Napoleon’s presence, even as a prisoner, in the island of St Helena determined the English government to place a garrison on Ascension. This was in 1815; and for years that garrison was entirely supported on food and water brought there at great expense by ships. The death of the illustrious prisoner in 1821 did away with the immediate necessity for keeping a garrison there; but the Admiralty were anxious if possible to turn the island into a victualling station for the African squadron. To ascertain the practicability of this plan, they appointed Captain Brandreth, in 1829, to make a thorough survey, and use every effort to discover water. We can imagine him diligently examining every portion of the barren and uninviting rock, long discouraged by want of success. With indefatigable zeal, he and his willing workers sank shaft after shaft in the hope of discovering a spring, however far down. His strong belief that one did exist was at length justified. In the Green Mountain, at a great level from the sea, he found one at a depth of twenty-five feet which proved to be capable of supplying all the wants of the island. Large tanks were at once made and piping laid to the garrison.

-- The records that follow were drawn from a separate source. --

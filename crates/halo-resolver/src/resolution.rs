//! Eligibility aggregation and priority resolution
//!
//! A [`Resolution`] is the evaluated form of one prompt request: the sensor
//! snapshot partitioned into eligible and ineligible sets, the credential
//! availability answer, and everything needed to derive the request-level
//! status afterwards without touching the oracles again. It is built in one
//! synchronous pass and is read-only from then on.

use crate::classify::classify_sensor;
use crate::config::ResolverOptions;
use crate::mapper;
use crate::oracle::Environment;
use crate::request::PromptRequest;
use crate::sensor::{SensorDescriptor, SessionState};
use halo_core::{
    AuthenticatorStatus, CapabilityCheck, Modality, ModalitySet, PublicError, UserId,
};
use std::fmt;
use tracing::{debug, warn};

/// Evaluated eligibility state for one prompt request.
#[derive(Debug, Clone)]
pub struct Resolution {
    biometric_requested: bool,
    credential_requested: bool,
    confirmation_required: bool,
    user: UserId,
    /// Sensors that may be started for this request. Includes sensors blocked
    /// only by the camera privacy toggle.
    pub eligible: Vec<SensorDescriptor>,
    /// Sensors that must be skipped, each with the single status explaining
    /// why, in original sensor priority order.
    pub ineligible: Vec<(SensorDescriptor, AuthenticatorStatus)>,
    /// Whether the device credential can satisfy this request right now.
    pub credential_available: bool,
    camera_privacy_enabled: bool,
}

impl Resolution {
    /// Evaluate a request against a sensor snapshot and the oracle
    /// environment. Classifies each sensor once (only when biometrics were
    /// requested) and snapshots the credential and privacy answers, so the
    /// returned value is self-contained.
    pub fn evaluate(
        sensors: &[SensorDescriptor],
        request: &PromptRequest,
        env: &Environment<'_>,
        options: &ResolverOptions,
    ) -> Self {
        let credential_available = env.lock_state.is_device_secure(request.user, request.display);
        let camera_privacy_enabled = env.privacy.camera_privacy_enabled(request.user);

        let classified: Vec<(SensorDescriptor, AuthenticatorStatus)> = if request.wants_biometric()
        {
            sensors
                .iter()
                .map(|sensor| {
                    let status = classify_sensor(sensor, request, env, options);
                    debug!(sensor = %sensor.id, modality = %sensor.modality, %status, "classified sensor");
                    (sensor.clone(), status)
                })
                .collect()
        } else {
            Vec::new()
        };

        let (eligible, ineligible): (Vec<_>, Vec<_>) = classified
            .into_iter()
            .partition(|(_, status)| status.is_eligible());

        Self {
            biometric_requested: request.wants_biometric(),
            credential_requested: request.wants_credential(),
            confirmation_required: request.confirmation_required,
            user: request.user,
            eligible: eligible.into_iter().map(|(sensor, _)| sensor).collect(),
            ineligible,
            credential_available,
            camera_privacy_enabled,
        }
    }

    /// Whether the prompt should require explicit confirmation; passed
    /// through from the request unchanged.
    pub fn confirmation_required(&self) -> bool {
        self.confirmation_required
    }

    /// OR of the eligible sensors' modality bits.
    fn eligible_biometric_modalities(&self) -> ModalitySet {
        self.eligible
            .iter()
            .fold(ModalitySet::NONE, |acc, sensor| acc | sensor.modality)
    }

    /// When several sensors are ineligible for different reasons, pick the
    /// one error to surface: the first `not-enrolled` entry if any ("go
    /// enroll" is the most actionable guidance), otherwise the first entry in
    /// sensor priority order.
    fn error_by_priority(&self) -> Option<&(SensorDescriptor, AuthenticatorStatus)> {
        self.ineligible
            .iter()
            .find(|(_, status)| *status == AuthenticatorStatus::NotEnrolled)
            .or_else(|| self.ineligible.first())
    }

    /// The internal `(modality bitmask, status)` pair for the whole request.
    pub fn internal_status(&self) -> (ModalitySet, AuthenticatorStatus) {
        let (modality, status) = match (self.biometric_requested, self.credential_requested) {
            (true, true) => self.status_for_either(),
            (true, false) => self.status_for_biometric_only(),
            (false, true) => {
                let status = if self.credential_available {
                    AuthenticatorStatus::Ok
                } else {
                    AuthenticatorStatus::CredentialNotEnrolled
                };
                (ModalitySet::only(Modality::Credential), status)
            }
            (false, false) => {
                // Callers must request at least one factor; answer rather
                // than fault if one slips through.
                warn!(user = %self.user, "no authentication factors requested");
                (ModalitySet::NONE, AuthenticatorStatus::NoHardware)
            }
        };
        debug!(%modality, %status, "resolved internal status");
        (modality, status)
    }

    fn status_for_either(&self) -> (ModalitySet, AuthenticatorStatus) {
        if self.credential_available || !self.eligible.is_empty() {
            let mut modality = self.eligible_biometric_modalities();
            if self.credential_available {
                modality |= Modality::Credential;
                return (modality, AuthenticatorStatus::Ok);
            }
            // Credential unavailable and face is the only usable modality:
            // surface the privacy block instead of plain success. The sensor
            // stays startable.
            if modality.is_only(Modality::Face) && self.camera_privacy_enabled {
                return (modality, AuthenticatorStatus::SensorPrivacyEnabled);
            }
            (modality, AuthenticatorStatus::Ok)
        } else if let Some((sensor, status)) = self.error_by_priority() {
            (ModalitySet::only(sensor.modality), *status)
        } else {
            // No sensors configured at all; the credential is the only
            // factor that could ever satisfy this request.
            (
                ModalitySet::only(Modality::Credential),
                AuthenticatorStatus::CredentialNotEnrolled,
            )
        }
    }

    fn status_for_biometric_only(&self) -> (ModalitySet, AuthenticatorStatus) {
        if !self.eligible.is_empty() {
            let modality = self.eligible_biometric_modalities();
            if modality.is_only(Modality::Face) && self.camera_privacy_enabled {
                return (modality, AuthenticatorStatus::SensorPrivacyEnabled);
            }
            (modality, AuthenticatorStatus::Ok)
        } else if let Some((sensor, status)) = self.error_by_priority() {
            (ModalitySet::only(sensor.modality), *status)
        } else {
            (ModalitySet::NONE, AuthenticatorStatus::NoHardware)
        }
    }

    /// Coarse capability-check answer for the request, with modality detail
    /// dropped entirely.
    pub fn capability_check(&self) -> CapabilityCheck {
        let (_, status) = self.internal_status();
        mapper::capability_check(mapper::public_error(status))
    }

    /// Detailed pre-authentication result: the public error code plus the
    /// modality bitmask, with the bitmask cleared for statuses where naming
    /// the modality would be a sensitive disclosure.
    pub fn pre_auth_status(&self) -> (ModalitySet, PublicError) {
        let (modality, status) = self.internal_status();
        let modality = if mapper::retains_modality(status) {
            modality
        } else {
            ModalitySet::NONE
        };
        (modality, mapper::public_error(status))
    }

    /// Whether the caller should show the credential-entry UI.
    pub fn should_show_credential(&self) -> bool {
        self.credential_requested && self.credential_available
    }

    /// Bitmask of factors that are running or could be running for this
    /// request, for UI composition. Includes the credential bit only when
    /// the credential was both requested and available.
    pub fn eligible_modalities(&self) -> ModalitySet {
        let mut modalities = self.eligible_biometric_modalities();
        if self.credential_requested && self.credential_available {
            modalities |= Modality::Credential;
        }
        modalities
    }

    /// Number of eligible sensors still waiting for their hardware start
    /// acknowledgement. The session is fully armed once this reaches zero.
    pub fn sensors_waiting_for_cookie(&self) -> usize {
        self.eligible
            .iter()
            .filter(|sensor| {
                if let SessionState::WaitingForCookie { cookie } = sensor.session_state {
                    debug!(sensor = %sensor.id, cookie, "sensor waiting for cookie");
                    true
                } else {
                    false
                }
            })
            .count()
    }
}

impl fmt::Display for Resolution {
    fn fmt(&self, f: &mut fmt::Formatter<'_>) -> fmt::Result {
        write!(
            f,
            "BiometricRequested: {}, CredentialRequested: {}, Eligible:{{",
            self.biometric_requested, self.credential_requested
        )?;
        for sensor in &self.eligible {
            write!(f, " {}", sensor.id)?;
        }
        write!(f, " }}, Ineligible:{{")?;
        for (sensor, status) in &self.ineligible {
            write!(f, " {}:{}", sensor.id, status)?;
        }
        write!(
            f,
            " }}, CredentialAvailable: {}",
            self.credential_available
        )
    }
}
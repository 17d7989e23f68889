//! Sensor strength classes
//!
//! An ordered classification of how resistant a sensor is to spoofing and
//! bypass. A sensor is provisioned with a factory strength and may be
//! downgraded at runtime (for example by a security-relevant software
//! update), but never upgraded past its factory class.

use serde::{Deserialize, Serialize};
use std::fmt;

/// Strength class of a sensor or the floor demanded by a request.
///
/// Variants are declared strongest first; the derived [`Ord`] therefore ranks
/// `Strong < Weak < Convenience`, and "at least as strong as" is `<=`.
#[derive(
    Debug, Clone, Copy, PartialEq, Eq, PartialOrd, Ord, Hash, Serialize, Deserialize,
)]
#[serde(rename_all = "lowercase")]
pub enum Strength {
    /// Suitable for cryptographic key release
    Strong,
    /// Suitable for app unlock but not key release
    Weak,
    /// Convenience-only, not suitable for app authentication
    Convenience,
}

impl Strength {
    /// Whether this strength meets the given floor.
    pub fn at_least(self, floor: Strength) -> bool {
        self <= floor
    }
}

impl fmt::Display for Strength {
    fn fmt(&self, f: &mut fmt::Formatter<'_>) -> fmt::Result {
        let name = match self {
            Strength::Strong => "strong",
            Strength::Weak => "weak",
            Strength::Convenience => "convenience",
        };
        f.write_str(name)
    }
}

#[cfg(test)]
mod tests {
    use super::*;

    #[test]
    fn ordering_ranks_strong_first() {
        assert!(Strength::Strong.at_least(Strength::Strong));
        assert!(Strength::Strong.at_least(Strength::Weak));
        assert!(Strength::Strong.at_least(Strength::Convenience));
        assert!(!Strength::Weak.at_least(Strength::Strong));
        assert!(Strength::Weak.at_least(Strength::Weak));
        assert!(!Strength::Convenience.at_least(Strength::Weak));
    }
}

Having now an abundance of water, the most vigorous efforts were put forth to bring some of the land under cultivation. The most promising parts of the Green Mountain were first planted; and sheltered spots in other parts of the island were chosen, and the ground broken up and irrigated. Recourse was even had to excavating in the side of the mountain, in order to gain the desired shelter. The government did all in their power to insure the success of these attempts. They sent out a trained head-gardener from the Kew Gardens, who took the utmost interest in his work. Great progress was made with the planting of young trees, shrubs, furze, grasses, and hardy plants. The Australian wattle was perhaps the most successful. Holes four feet wide and three deep were prepared, in which it was planted in layers. The hardiness and rapid growth of these may be seen from the fact, that in twelve months they reached an average of between six and seven feet in height. Among the grasses early tried was one kind known by the name of ‘Para,’ a case of which was sent out by Sir William Hooker, of the Royal Gardens, Kew, who always took great interest in the cultivation of Ascension. This grass succeeded admirably, increasing in the most astounding manner, and growing down all weeds and inferior grasses. In 1861, Captain Bernard was appointed governor of the island, and by that time the most thankless part of the task of bringing Ascension into cultivation had been accomplished. He displayed, however, the full zeal of his predecessors; and with the able assistance of Mr Bell, the head-gardener, accomplished wonders in the next few years. A scarcity of manure was one great drawback. This was supplied by using the guano which was found in large quantities on Boatswain Bird Island, a small rock that lies off the west coast of Ascension. This is now largely supplemented by the manure supplied by the cattle, the island being able to support a large number without any imported food. The rapidity with which sheep fatten on the grass is very satisfactory, nearly doubling their weight in three months after importation.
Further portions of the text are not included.